(Source records)
*****

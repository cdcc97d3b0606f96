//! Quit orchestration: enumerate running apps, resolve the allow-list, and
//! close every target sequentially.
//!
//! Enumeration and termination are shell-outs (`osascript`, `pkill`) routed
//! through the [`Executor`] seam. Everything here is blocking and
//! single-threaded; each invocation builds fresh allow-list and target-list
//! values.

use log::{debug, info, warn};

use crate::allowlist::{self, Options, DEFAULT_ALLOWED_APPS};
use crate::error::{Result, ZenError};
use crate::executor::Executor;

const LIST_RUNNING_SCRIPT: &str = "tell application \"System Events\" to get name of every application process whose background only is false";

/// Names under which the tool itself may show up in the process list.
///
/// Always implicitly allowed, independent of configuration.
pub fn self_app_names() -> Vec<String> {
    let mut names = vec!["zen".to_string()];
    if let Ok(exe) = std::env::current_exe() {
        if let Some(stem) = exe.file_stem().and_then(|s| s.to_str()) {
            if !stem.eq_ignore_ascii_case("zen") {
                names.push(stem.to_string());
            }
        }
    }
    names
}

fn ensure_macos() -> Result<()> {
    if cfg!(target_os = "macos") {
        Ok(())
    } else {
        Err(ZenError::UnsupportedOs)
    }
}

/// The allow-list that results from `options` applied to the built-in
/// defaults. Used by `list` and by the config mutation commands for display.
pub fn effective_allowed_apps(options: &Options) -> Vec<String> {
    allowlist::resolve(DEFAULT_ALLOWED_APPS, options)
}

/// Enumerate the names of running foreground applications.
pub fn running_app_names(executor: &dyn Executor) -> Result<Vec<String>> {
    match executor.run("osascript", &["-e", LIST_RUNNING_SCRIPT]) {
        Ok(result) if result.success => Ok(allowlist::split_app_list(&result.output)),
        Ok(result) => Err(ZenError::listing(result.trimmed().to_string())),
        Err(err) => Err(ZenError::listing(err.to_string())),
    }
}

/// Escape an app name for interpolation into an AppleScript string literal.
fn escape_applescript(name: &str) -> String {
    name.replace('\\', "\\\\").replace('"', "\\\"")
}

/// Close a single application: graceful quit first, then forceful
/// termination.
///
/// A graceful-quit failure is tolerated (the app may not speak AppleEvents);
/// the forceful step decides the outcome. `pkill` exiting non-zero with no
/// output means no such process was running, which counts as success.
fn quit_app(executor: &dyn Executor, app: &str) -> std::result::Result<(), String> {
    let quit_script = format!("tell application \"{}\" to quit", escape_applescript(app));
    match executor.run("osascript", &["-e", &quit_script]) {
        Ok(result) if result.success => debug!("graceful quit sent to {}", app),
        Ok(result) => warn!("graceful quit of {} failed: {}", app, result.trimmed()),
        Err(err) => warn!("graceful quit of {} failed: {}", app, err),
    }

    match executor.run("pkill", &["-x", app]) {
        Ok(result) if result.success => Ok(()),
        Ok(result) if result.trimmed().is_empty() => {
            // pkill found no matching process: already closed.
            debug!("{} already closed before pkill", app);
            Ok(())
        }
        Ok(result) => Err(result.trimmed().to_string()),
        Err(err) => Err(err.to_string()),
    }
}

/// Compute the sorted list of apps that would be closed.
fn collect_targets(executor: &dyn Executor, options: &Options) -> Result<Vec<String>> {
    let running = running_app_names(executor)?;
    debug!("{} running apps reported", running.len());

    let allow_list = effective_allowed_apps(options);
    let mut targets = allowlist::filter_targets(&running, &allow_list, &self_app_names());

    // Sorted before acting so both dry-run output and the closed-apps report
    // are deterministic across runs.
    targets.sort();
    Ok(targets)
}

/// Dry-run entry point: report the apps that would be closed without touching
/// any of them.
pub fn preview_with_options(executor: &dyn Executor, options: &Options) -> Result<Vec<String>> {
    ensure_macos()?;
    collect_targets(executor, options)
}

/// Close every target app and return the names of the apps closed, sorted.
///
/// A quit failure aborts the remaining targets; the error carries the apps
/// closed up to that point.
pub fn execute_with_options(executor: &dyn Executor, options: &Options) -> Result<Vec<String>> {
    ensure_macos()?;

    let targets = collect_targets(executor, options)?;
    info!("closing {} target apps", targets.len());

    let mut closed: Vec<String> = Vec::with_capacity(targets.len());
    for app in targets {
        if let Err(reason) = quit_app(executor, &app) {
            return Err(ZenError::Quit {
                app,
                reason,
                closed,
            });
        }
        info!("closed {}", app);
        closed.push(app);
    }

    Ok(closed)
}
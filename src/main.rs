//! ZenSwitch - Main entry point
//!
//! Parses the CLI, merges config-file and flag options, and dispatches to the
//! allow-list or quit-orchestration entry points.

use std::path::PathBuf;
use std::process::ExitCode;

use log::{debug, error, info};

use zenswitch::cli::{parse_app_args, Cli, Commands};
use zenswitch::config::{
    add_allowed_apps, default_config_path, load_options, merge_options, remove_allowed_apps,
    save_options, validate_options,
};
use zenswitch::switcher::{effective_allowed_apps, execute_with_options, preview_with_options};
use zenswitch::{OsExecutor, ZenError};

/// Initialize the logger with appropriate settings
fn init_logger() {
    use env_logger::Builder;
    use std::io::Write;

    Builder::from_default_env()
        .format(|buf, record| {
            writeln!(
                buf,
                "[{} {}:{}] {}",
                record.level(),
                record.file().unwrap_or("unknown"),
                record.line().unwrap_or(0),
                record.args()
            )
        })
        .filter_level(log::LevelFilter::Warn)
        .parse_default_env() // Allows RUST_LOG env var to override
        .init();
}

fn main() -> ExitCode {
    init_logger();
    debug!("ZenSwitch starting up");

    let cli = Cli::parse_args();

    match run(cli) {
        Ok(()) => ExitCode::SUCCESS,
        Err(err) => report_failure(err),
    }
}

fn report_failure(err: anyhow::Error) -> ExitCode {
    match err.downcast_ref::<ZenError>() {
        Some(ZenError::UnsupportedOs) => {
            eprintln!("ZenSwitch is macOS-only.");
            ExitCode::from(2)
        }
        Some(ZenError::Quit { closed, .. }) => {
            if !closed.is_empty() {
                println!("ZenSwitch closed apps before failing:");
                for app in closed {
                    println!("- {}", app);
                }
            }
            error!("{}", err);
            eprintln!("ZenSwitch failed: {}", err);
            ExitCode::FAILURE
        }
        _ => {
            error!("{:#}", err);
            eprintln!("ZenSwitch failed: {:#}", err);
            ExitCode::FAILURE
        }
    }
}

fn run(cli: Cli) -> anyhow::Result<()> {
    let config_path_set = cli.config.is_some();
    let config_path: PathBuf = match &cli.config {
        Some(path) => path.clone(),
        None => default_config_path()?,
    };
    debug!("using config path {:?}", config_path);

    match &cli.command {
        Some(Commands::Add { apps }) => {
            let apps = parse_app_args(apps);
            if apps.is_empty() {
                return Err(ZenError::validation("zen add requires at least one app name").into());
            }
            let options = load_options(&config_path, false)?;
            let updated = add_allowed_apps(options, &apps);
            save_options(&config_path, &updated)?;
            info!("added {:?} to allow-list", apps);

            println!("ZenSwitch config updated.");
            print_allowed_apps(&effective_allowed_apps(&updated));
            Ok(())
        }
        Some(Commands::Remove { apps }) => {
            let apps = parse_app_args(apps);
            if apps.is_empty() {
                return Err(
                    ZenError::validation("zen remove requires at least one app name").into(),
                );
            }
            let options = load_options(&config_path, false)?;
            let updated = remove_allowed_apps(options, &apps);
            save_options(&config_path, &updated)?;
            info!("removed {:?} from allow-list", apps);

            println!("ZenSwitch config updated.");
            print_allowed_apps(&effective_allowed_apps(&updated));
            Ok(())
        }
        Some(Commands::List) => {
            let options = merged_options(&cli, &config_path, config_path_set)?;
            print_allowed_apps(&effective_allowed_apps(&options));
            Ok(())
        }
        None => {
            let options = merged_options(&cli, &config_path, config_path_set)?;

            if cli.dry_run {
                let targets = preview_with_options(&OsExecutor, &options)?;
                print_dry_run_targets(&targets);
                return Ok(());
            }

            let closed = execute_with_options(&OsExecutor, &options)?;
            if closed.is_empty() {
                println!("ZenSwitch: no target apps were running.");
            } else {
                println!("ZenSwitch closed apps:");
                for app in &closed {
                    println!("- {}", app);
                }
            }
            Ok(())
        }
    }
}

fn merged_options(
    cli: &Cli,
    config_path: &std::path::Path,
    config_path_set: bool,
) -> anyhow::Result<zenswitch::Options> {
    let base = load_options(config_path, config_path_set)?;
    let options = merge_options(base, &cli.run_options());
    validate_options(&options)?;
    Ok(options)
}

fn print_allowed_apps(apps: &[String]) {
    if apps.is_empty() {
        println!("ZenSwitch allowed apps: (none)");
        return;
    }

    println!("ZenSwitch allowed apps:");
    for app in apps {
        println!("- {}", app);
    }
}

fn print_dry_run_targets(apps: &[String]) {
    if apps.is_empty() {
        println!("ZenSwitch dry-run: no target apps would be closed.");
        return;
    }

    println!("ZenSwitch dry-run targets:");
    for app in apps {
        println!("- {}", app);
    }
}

*****

# Your task
Line count for "format": report how many lines in the data above include it, with no other words.

# Output of the task
2